Exercise aim:
Copying each record below exactly is the whole task.

Data provided:
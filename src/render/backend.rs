use crate::{
    assets::store::{AssetSet, PreparedImage},
    compose::plan::{DrawOp, FramePlan, TextOp},
    foundation::core::{Affine, Canvas, Rect, Rgba8},
    foundation::error::SunflowerResult,
};

/// A rendered frame as RGBA8 pixels.
#[derive(Clone, Debug)]
pub struct FrameRGBA {
    /// Frame width in pixels.
    pub width: u32,
    /// Frame height in pixels.
    pub height: u32,
    /// RGBA8 bytes, tightly packed, row-major.
    pub data: Vec<u8>,
    /// Whether the `data` is premultiplied alpha.
    pub premultiplied: bool,
}

impl FrameRGBA {
    /// Bytes of the pixel at `(x, y)`, if it lies inside the frame.
    pub fn pixel(&self, x: u32, y: u32) -> Option<[u8; 4]> {
        if x >= self.width || y >= self.height {
            return None;
        }
        let i = (y as usize * self.width as usize + x as usize) * 4;
        let px = self.data.get(i..i + 4)?;
        Some([px[0], px[1], px[2], px[3]])
    }
}

/// Immediate-mode 2D drawing target.
///
/// Calls arrive back to front between [`DrawSurface::begin_frame`] and
/// [`DrawSurface::finish_frame`].
pub trait DrawSurface {
    /// Start a frame of `canvas` size, discarding any unfinished one.
    fn begin_frame(&mut self, canvas: Canvas) -> SunflowerResult<()>;

    /// Fill the whole frame with `color`.
    fn clear(&mut self, color: Rgba8) -> SunflowerResult<()>;

    /// Draw the `src` region of `image` stretched into `dst`.
    fn draw_image_region(
        &mut self,
        image: &PreparedImage,
        src: Rect,
        dst: Rect,
    ) -> SunflowerResult<()>;

    /// Draw all of `image` through `transform`; image space is `(0, 0)..(width, height)`.
    fn draw_image_transformed(
        &mut self,
        image: &PreparedImage,
        transform: Affine,
        opacity: f32,
    ) -> SunflowerResult<()>;

    /// Fill `rect` with `color`.
    fn fill_rect(&mut self, rect: Rect, color: Rgba8) -> SunflowerResult<()>;

    /// Lay out and draw `text`. Surfaces without a font may skip it.
    fn draw_text(&mut self, text: &TextOp) -> SunflowerResult<()>;

    /// Read back the pixels drawn since `begin_frame`.
    fn finish_frame(&mut self) -> SunflowerResult<FrameRGBA>;
}

/// Replay `plan` onto `surface` and read back the finished frame.
#[tracing::instrument(skip_all, fields(ops = plan.ops.len()))]
pub fn execute_plan<S: DrawSurface + ?Sized>(
    surface: &mut S,
    plan: &FramePlan,
    assets: &AssetSet,
) -> SunflowerResult<FrameRGBA> {
    plan.canvas.validate()?;
    surface.begin_frame(plan.canvas)?;

    for op in &plan.ops {
        match op {
            DrawOp::Clear { color } => surface.clear(*color)?,
            DrawOp::ImageRegion { asset, src, dst } => {
                surface.draw_image_region(assets.get(*asset), *src, *dst)?
            }
            DrawOp::ImageTransformed {
                asset,
                transform,
                opacity,
            } => surface.draw_image_transformed(assets.get(*asset), *transform, *opacity)?,
            DrawOp::FillRect { rect, color } => surface.fill_rect(*rect, *color)?,
            DrawOp::Text(text) => surface.draw_text(text)?,
        }
    }

    surface.finish_frame()
}

#[cfg(test)]
#[path = "../../tests/unit/render/backend.rs"]
mod tests;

Expected output:
filename src/render/backend.rs
use crate::{
    assets::store::{AssetSet, PreparedImage},
    compose::plan::{DrawOp, FramePlan, TextOp},
    foundation::core::{Affine, Canvas, Rect, Rgba8},
    foundation::error::SunflowerResult,
};

/// A rendered frame as RGBA8 pixels.
#[derive(Clone, Debug)]
pub struct FrameRGBA {
    /// Frame width in pixels.
    pub width: u32,
    /// Frame height in pixels.
    pub height: u32,
    /// RGBA8 bytes, tightly packed, row-major.
    pub data: Vec<u8>,
    /// Whether the `data` is premultiplied alpha.
    pub premultiplied: bool,
}

impl FrameRGBA {
    /// Bytes of the pixel at `(x, y)`, if it lies inside the frame.
    pub fn pixel(&self, x: u32, y: u32) -> Option<[u8; 4]> {
        if x >= self.width || y >= self.height {
            return None;
        }
        let i = (y as usize * self.width as usize + x as usize) * 4;
        let px = self.data.get(i..i + 4)?;
        Some([px[0], px[1], px[2], px[3]])
    }
}

/// Immediate-mode 2D drawing target.
///
/// Calls arrive back to front between [`DrawSurface::begin_frame`] and
/// [`DrawSurface::finish_frame`].
pub trait DrawSurface {
    /// Start a frame of `canvas` size, discarding any unfinished one.
    fn begin_frame(&mut self, canvas: Canvas) -> SunflowerResult<()>;

    /// Fill the whole frame with `color`.
    fn clear(&mut self, color: Rgba8) -> SunflowerResult<()>;

    /// Draw the `src` region of `image` stretched into `dst`.
    fn draw_image_region(
        &mut self,
        image: &PreparedImage,
        src: Rect,
        dst: Rect,
    ) -> SunflowerResult<()>;

    /// Draw all of `image` through `transform`; image space is `(0, 0)..(width, height)`.
    fn draw_image_transformed(
        &mut self,
        image: &PreparedImage,
        transform: Affine,
        opacity: f32,
    ) -> SunflowerResult<()>;

    /// Fill `rect` with `color`.
    fn fill_rect(&mut self, rect: Rect, color: Rgba8) -> SunflowerResult<()>;

    /// Lay out and draw `text`. Surfaces without a font may skip it.
    fn draw_text(&mut self, text: &TextOp) -> SunflowerResult<()>;

    /// Read back the pixels drawn since `begin_frame`.
    fn finish_frame(&mut self) -> SunflowerResult<FrameRGBA>;
}

/// Replay `plan` onto `surface` and read back the finished frame.
#[tracing::instrument(skip_all, fields(ops = plan.ops.len()))]
pub fn execute_plan<S: DrawSurface + ?Sized>(
    surface: &mut S,
    plan: &FramePlan,
    assets: &AssetSet,
) -> SunflowerResult<FrameRGBA> {
    plan.canvas.validate()?;
    surface.begin_frame(plan.canvas)?;

    for op in &plan.ops {
        match op {
            DrawOp::Clear { color } => surface.clear(*color)?,
            DrawOp::ImageRegion { asset, src, dst } => {
                surface.draw_image_region(assets.get(*asset), *src, *dst)?
            }
            DrawOp::ImageTransformed {
                asset,
                transform,
                opacity,
            } => surface.draw_image_transformed(assets.get(*asset), *transform, *opacity)?,
            DrawOp::FillRect { rect, color } => surface.fill_rect(*rect, *color)?,
            DrawOp::Text(text) => surface.draw_text(text)?,
        }
    }

    surface.finish_frame()
}

#[cfg(test)]
#[path = "../../tests/unit/render/backend.rs"]
mod tests;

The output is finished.